A mediados de los años setenta, el papá de Marta Duque la mandó del hogar familiar en Pamplona, una ciudad pequeña en el extremo este de Colombia, a Caracas, para trabajar como empleada doméstica en casa de una familia venezolana. Su padre había conocido a los futuros patrones cuando tomaron el taxi que conducía y, por casualidad, mencionaron estar buscando a una chica para trabajar en su domicilio. El papá de Marta les respondió que conocía a la candidata perfecta: Marta, una de sus 14 hijos. En ese entonces, con tan sólo 12 años de edad.
En aquella época, Colombia era un país extremamente pobre, sacudido por la violencia, y Venezuela vivía un boom económico que atraía miles de trabajadores de toda la región. Sin embargo, para Marta, sus años en la capital venezolana serían tumultuosos. La familia en cuyo apartamento laboraba, día y noche, viajaba frecuentemente pero cuando estaban fuera, la mantenían encerrada en casa y amenazaban con entregarla a la policía si intentaba huir. A los 16 años, Marta daría a luz al prime ro de sus dos hijos. En sus más de 12 años en Venezuela, nunca llegaría a estudiar u obtener un trabajo formal debido a que era indocumentada.

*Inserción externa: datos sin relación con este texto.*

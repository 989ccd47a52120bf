//! Unit tests for flow graph construction and labels

use pretty_assertions::assert_eq;
use rust_spflow::model::{business_label, NodeKind};
use rust_spflow::{build_flow_graph, parse_sql_flow, FlowStep, StepType};
use serde_json::json;

use crate::common::procedure_sql;

fn expected_counts(steps: &[FlowStep]) -> (usize, usize) {
    let tables: usize = steps.iter().map(|s| s.tables.len()).sum();
    let nodes = 2 + steps.len() + tables;
    let edges = if steps.is_empty() {
        1
    } else {
        1 + (steps.len() - 1) + tables + 1
    };
    (nodes, edges)
}

// ============================================================================
// Graph Shape
// ============================================================================

#[test]
fn test_graph_counts_match_steps_and_tables() {
    let sources = [
        String::new(),
        "CREATE PROCEDURE dbo.Foo @id INT AS SELECT * FROM Bar".to_string(),
        procedure_sql("WEB_Seek_Cliente.sql"),
        procedure_sql("usp_ProcessOrder.sql"),
        procedure_sql("nested/usp_ReportTotals.sql"),
    ];

    for sql in &sources {
        let steps = parse_sql_flow(sql);
        let graph = build_flow_graph(&steps, "p");
        let (nodes, edges) = expected_counts(&steps);
        assert_eq!(graph.nodes.len(), nodes, "nodes for {sql:?}");
        assert_eq!(graph.edges.len(), edges, "edges for {sql:?}");
    }
}

#[test]
fn test_start_first_end_last() {
    let steps = parse_sql_flow(&procedure_sql("usp_ProcessOrder.sql"));
    let graph = build_flow_graph(&steps, "usp_ProcessOrder");

    let first = graph.nodes.first().unwrap();
    let last = graph.nodes.last().unwrap();
    assert_eq!(first.id, "start");
    assert_eq!(first.data.label, "Inicio");
    assert_eq!(first.data.sub_label.as_deref(), Some("usp_ProcessOrder"));
    assert_eq!(last.id, "end");
    assert_eq!(last.data.label, "Fin");
}

#[test]
fn test_chain_edges_are_animated_table_edges_are_not() {
    let steps = parse_sql_flow(&procedure_sql("usp_ProcessOrder.sql"));
    let graph = build_flow_graph(&steps, "p");

    for edge in &graph.edges {
        let target_kind = graph.node(&edge.target).map(|n| n.kind);
        if target_kind == Some(NodeKind::Table) {
            assert_eq!(edge.animated, Some(false), "{}", edge.id);
        } else {
            assert_eq!(edge.animated, Some(true), "{}", edge.id);
        }
    }
}

#[test]
fn test_every_edge_connects_existing_nodes() {
    let steps = parse_sql_flow(&procedure_sql("usp_ProcessOrder.sql"));
    let graph = build_flow_graph(&steps, "p");

    for edge in &graph.edges {
        assert!(graph.node(&edge.source).is_some(), "missing {}", edge.source);
        assert!(graph.node(&edge.target).is_some(), "missing {}", edge.target);
    }
}

#[test]
fn test_if_else_stays_linear() {
    let steps = parse_sql_flow(
        "CREATE PROCEDURE p AS IF @x = 1 SELECT a FROM A ELSE SELECT b FROM B",
    );
    let graph = build_flow_graph(&steps, "p");

    let if_targets: Vec<&str> = graph.outgoing("step_0").map(|e| e.target.as_str()).collect();
    assert_eq!(if_targets, vec!["step_1"]);
    let else_node = graph.node("step_2").unwrap();
    assert_eq!(else_node.data.label, "Ruta Alternativa");
    assert_eq!(else_node.data.sub_label.as_deref(), Some("ELSE"));
}

// ============================================================================
// Labels
// ============================================================================

#[test]
fn test_seek_procedure_select_label() {
    let steps = parse_sql_flow("CREATE PROCEDURE dbo.WEB_Seek_Cliente AS SELECT * FROM Cliente");
    assert_eq!(
        business_label(&steps[0], "WEB_Seek_Cliente"),
        "Consultar datos de Cliente"
    );
}

#[test]
fn test_process_order_labels() {
    let steps = parse_sql_flow(&procedure_sql("usp_ProcessOrder.sql"));
    let labels: Vec<String> = steps
        .iter()
        .map(|s| business_label(s, "usp_ProcessOrder"))
        .collect();

    assert_eq!(labels[0], "@OrderId, @Amount, @Result");
    assert_eq!(labels[2], "Obtener de Sales.Orders");
    assert_eq!(labels[5], "Actualizar Sales.Orders");
    assert_eq!(labels[6], "Registrar en Sales.OrderHistory");
    assert_eq!(labels[7], "Borrar de Sales.Drafts");
    assert_eq!(labels[8], "RETURN @Result;");
}

#[test]
fn test_params_node_category() {
    let steps = parse_sql_flow("CREATE PROCEDURE p @a INT, @b INT AS RETURN 0");
    let graph = build_flow_graph(&steps, "p");
    let params = graph.node("step_0").unwrap();
    assert_eq!(params.data.label, "Parámetros de Entrada");
    assert_eq!(params.data.node_type, StepType::Params.as_str());
    assert_eq!(params.data.tables, Some(Vec::new()));
}

// ============================================================================
// Serialization
// ============================================================================

#[test]
fn test_step_json_shape() {
    let steps = parse_sql_flow("CREATE PROCEDURE dbo.Foo @id INT AS SELECT * FROM Bar");
    let value = serde_json::to_value(&steps).unwrap();

    assert_eq!(
        value,
        json!([
            { "id": "step_0", "type": "params", "content": "@id", "tables": [], "next": ["step_1"] },
            { "id": "step_1", "type": "select", "content": "SELECT * FROM Bar", "tables": ["Bar"] }
        ])
    );
}

#[test]
fn test_node_and_edge_json_shape() {
    let steps = parse_sql_flow("CREATE PROCEDURE dbo.Foo @id INT AS SELECT * FROM Bar");
    let graph = build_flow_graph(&steps, "Foo");
    let value = serde_json::to_value(&graph).unwrap();

    assert_eq!(
        value["nodes"][0],
        json!({
            "id": "start",
            "type": "special",
            "data": { "label": "Inicio", "subLabel": "Foo", "type": "start" },
            "position": { "x": 0.0, "y": 0.0 }
        })
    );
    assert_eq!(
        value["nodes"][3],
        json!({
            "id": "table-step_1-0",
            "type": "table",
            "data": { "label": "Bar", "type": "table" },
            "position": { "x": 250.0, "y": 300.0 }
        })
    );
    assert_eq!(
        value["edges"][2],
        json!({ "id": "e-step_1-table-step_1-0", "source": "step_1", "target": "table-step_1-0", "animated": false })
    );
}

#[test]
fn test_steps_round_trip_through_json() {
    let steps = parse_sql_flow(&procedure_sql("usp_ProcessOrder.sql"));
    let json = serde_json::to_string(&steps).unwrap();
    let back: Vec<FlowStep> = serde_json::from_str(&json).unwrap();
    assert_eq!(back, steps);
}
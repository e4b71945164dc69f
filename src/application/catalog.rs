use std::sync::Arc;

use url::Url;

use crate::api::{SiteParser, SoundsClient};
use crate::domain::{AppError, EpisodeRef, ShowRef};

/// Search the site for shows matching a term.
pub async fn search_shows(
    client: SoundsClient,
    parser: Arc<dyn SiteParser>,
    term: String,
) -> Result<Vec<ShowRef>, AppError> {
    let html = client
        .search_page(&term)
        .await
        .map_err(|e| AppError::Api(e.to_string()))?;

    let shows = parser
        .search_entries(&html)
        .into_iter()
        .filter_map(|entry| {
            let href = client.resolve(&entry.href)?;
            Some(ShowRef {
                title: entry.title,
                description: entry.description,
                href,
            })
        })
        .collect();

    Ok(shows)
}

/// Walk a show's listing pages from `?page=1`, accumulating episodes in page
/// order. Pagination stops on the first empty page or the first failed
/// request; duplicate hrefs across pages are preserved (the metadata cache
/// dedups by href downstream). No retries, no page cap.
pub async fn load_episodes(
    client: SoundsClient,
    parser: Arc<dyn SiteParser>,
    show_url: Url,
) -> Vec<EpisodeRef> {
    let mut episodes = Vec::new();
    let mut page = 1u32;
    loop {
        let html = match client.episode_listing_page(&show_url, page).await {
            Ok(html) => html,
            Err(e) => {
                log::debug!("episode listing stopped at page {page}: {e}");
                break;
            }
        };

        let entries = parser.episode_entries(&html);
        if entries.is_empty() {
            break;
        }

        for entry in entries {
            let Some(href) = client.resolve(&entry.href) else {
                continue;
            };
            let (series_name, episode_name) = split_label(&entry.label);
            episodes.push(EpisodeRef {
                series_name,
                episode_name,
                href,
            });
        }
        page += 1;
    }
    episodes
}

/// Listing labels are formatted `"<series>, <episode>"`; labels without a
/// comma degrade to sentinel names rather than failing the listing.
fn split_label(label: &str) -> (String, String) {
    let mut parts = label.split(',');
    match (parts.next(), parts.next()) {
        (Some(series), Some(episode)) => (series.trim().to_string(), episode.trim().to_string()),
        _ => (
            "Unknown Series".to_string(),
            "Unknown Episode".to_string(),
        ),
    }
}

#[cfg(test)]
mod tests {
    use super::*;
    use crate::api::SoundsParser;
    use mockito::Matcher;

    fn listing_html(entries: &[(&str, &str)]) -> String {
        let items: String = entries
            .iter()
            .map(|(label, href)| {
                format!(
                    r#"<div class="sw-grow sw--ml-2 m:sw--ml-4 sw-relative"><a href="{href}" aria-label="{label}">play</a></div>"#
                )
            })
            .collect();
        format!("<html><body>{items}</body></html>")
    }

    fn page_mock(server: &mut mockito::Server, page: &str, body: String) -> mockito::Mock {
        server
            .mock("GET", "/show")
            .match_query(Matcher::UrlEncoded("page".into(), page.into()))
            .with_status(200)
            .with_body(body)
            .expect(1)
    }

    #[tokio::test]
    async fn test_pagination_stops_on_first_empty_page() {
        let mut server = mockito::Server::new_async().await;
        let page1 = page_mock(
            &mut server,
            "1",
            listing_html(&[("Show A, Ep 1", "/play/1"), ("Show A, Ep 2", "/play/2")]),
        )
        .create_async()
        .await;
        let page2 = page_mock(&mut server, "2", listing_html(&[("Show A, Ep 3", "/play/3")]))
            .create_async()
            .await;
        let page3 = page_mock(&mut server, "3", listing_html(&[]))
            .create_async()
            .await;

        let client = SoundsClient::with_base_url(server.url());
        let parser: Arc<dyn SiteParser> = Arc::new(SoundsParser::default());
        let show_url = Url::parse(&format!("{}/show", server.url())).unwrap();

        let episodes = load_episodes(client, parser, show_url).await;

        let names: Vec<&str> = episodes.iter().map(|e| e.episode_name.as_str()).collect();
        assert_eq!(names, vec!["Ep 1", "Ep 2", "Ep 3"]);
        // Exactly three requests: two content pages plus the terminating empty one.
        page1.assert_async().await;
        page2.assert_async().await;
        page3.assert_async().await;
    }

    #[tokio::test]
    async fn test_pagination_stops_on_non_200() {
        let mut server = mockito::Server::new_async().await;
        let page1 = page_mock(&mut server, "1", listing_html(&[("Show A, Ep 1", "/play/1")]))
            .create_async()
            .await;
        let page2 = server
            .mock("GET", "/show")
            .match_query(Matcher::UrlEncoded("page".into(), "2".into()))
            .with_status(500)
            .expect(1)
            .create_async()
            .await;

        let client = SoundsClient::with_base_url(server.url());
        let parser: Arc<dyn SiteParser> = Arc::new(SoundsParser::default());
        let show_url = Url::parse(&format!("{}/show", server.url())).unwrap();

        let episodes = load_episodes(client, parser, show_url).await;

        assert_eq!(episodes.len(), 1);
        assert_eq!(episodes[0].episode_name, "Ep 1");
        page1.assert_async().await;
        page2.assert_async().await;
    }

    #[tokio::test]
    async fn test_search_shows_resolves_relative_hrefs() {
        let mut server = mockito::Server::new_async().await;
        let body = r#"
            <a href="/sounds/brand/show1">
              <div class="sw-relative sw-pt-2">
                <span class="sw-text-primary">Newscast</span>
                <p class="sw-text-brevier">Daily news chat.</p>
              </div>
            </a>
        "#;
        let mock = server
            .mock("GET", "/sounds/search")
            .match_query(Matcher::UrlEncoded("q".into(), "news".into()))
            .with_status(200)
            .with_body(body)
            .create_async()
            .await;

        let client = SoundsClient::with_base_url(server.url());
        let parser: Arc<dyn SiteParser> = Arc::new(SoundsParser::default());

        let shows = search_shows(client, parser, "news".to_string()).await.unwrap();

        assert_eq!(shows.len(), 1);
        assert_eq!(shows[0].title, "Newscast");
        assert_eq!(
            shows[0].href.as_str(),
            format!("{}/sounds/brand/show1", server.url())
        );
        mock.assert_async().await;
    }

    #[tokio::test]
    async fn test_search_shows_surfaces_failure() {
        let mut server = mockito::Server::new_async().await;
        server
            .mock("GET", "/sounds/search")
            .match_query(Matcher::Any)
            .with_status(503)
            .create_async()
            .await;

        let client = SoundsClient::with_base_url(server.url());
        let parser: Arc<dyn SiteParser> = Arc::new(SoundsParser::default());

        let result = search_shows(client, parser, "news".to_string()).await;
        assert!(result.is_err());
    }

    #[test]
    fn test_split_label() {
        assert_eq!(
            split_label("In Our Time, The Haber Process"),
            ("In Our Time".to_string(), "The Haber Process".to_string())
        );
        // Only the first two comma segments are used.
        assert_eq!(
            split_label("Series, Episode, Extra"),
            ("Series".to_string(), "Episode".to_string())
        );
        assert_eq!(
            split_label("No comma here"),
            ("Unknown Series".to_string(), "Unknown Episode".to_string())
        );
    }
}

De vuelta a su ciudad natal en Colombia, desde hace casi 30 años, Marta ahora abre las puertas de su casa a mujeres venezolanas en situaciones todavía más precarias que la suya de entonces. Ha transformado primero su cochera y luego la modesta casa que comparte con su esposo y su hijo adulto en un albergue informal para las llamadas “caminantes” –refugiadas y migrantes venezolanas que huyen, a pie, del hambre, la inseguridad generalizada, la inflación galopante y la represión política que reinan en el país vecino.
Cada noche desde hace casi tres años, docenas de mujeres, niños y bebés apiñan su vivienda, que ha sido vaciada de muebles para hacer lugar a las literas y colchoncitos de espuma en los que duermen. Normalmente son entre setenta y cien personas por noche, aunque no hay límite estricto, pues Marta tiene como política no dejar a ninguna mujer ni niño en la calle. (Ella alberga tan sólo a mujeres y pequeños, mientras su vecino de al lado, Douglas Cabeza, ha abierto su propiedad a los hombres).
DE IZQUIERDA A DERECHA. Marta Duque rodeada de alguno de sus inquilinos a quienes trata como su propia familia. Un joven con el equipaje necesario en su viaje. Carmen Cercelén posa en el comedor de su hogar, mismo donde alimenta a refugiados.
“Cuando llegan, las mamitas están muy estresadas, los niños llorando y todos cansadísimos y con hambre”, cuenta Marta, que ahora tiene 56 años. “Verlos reír cuando se les sirve un alimento, verlos dormir tranquilos, saber que pueden tomar un baño y cambiarse de ropa, todas estas cosas le llenan a una mucho el espíritu”, comparte.
CON LA REGLA de no dejar a alguien en la calle ni prohibir su entrada al refugio, Marta recibe de 70 a 100 personas por noche en su albergue.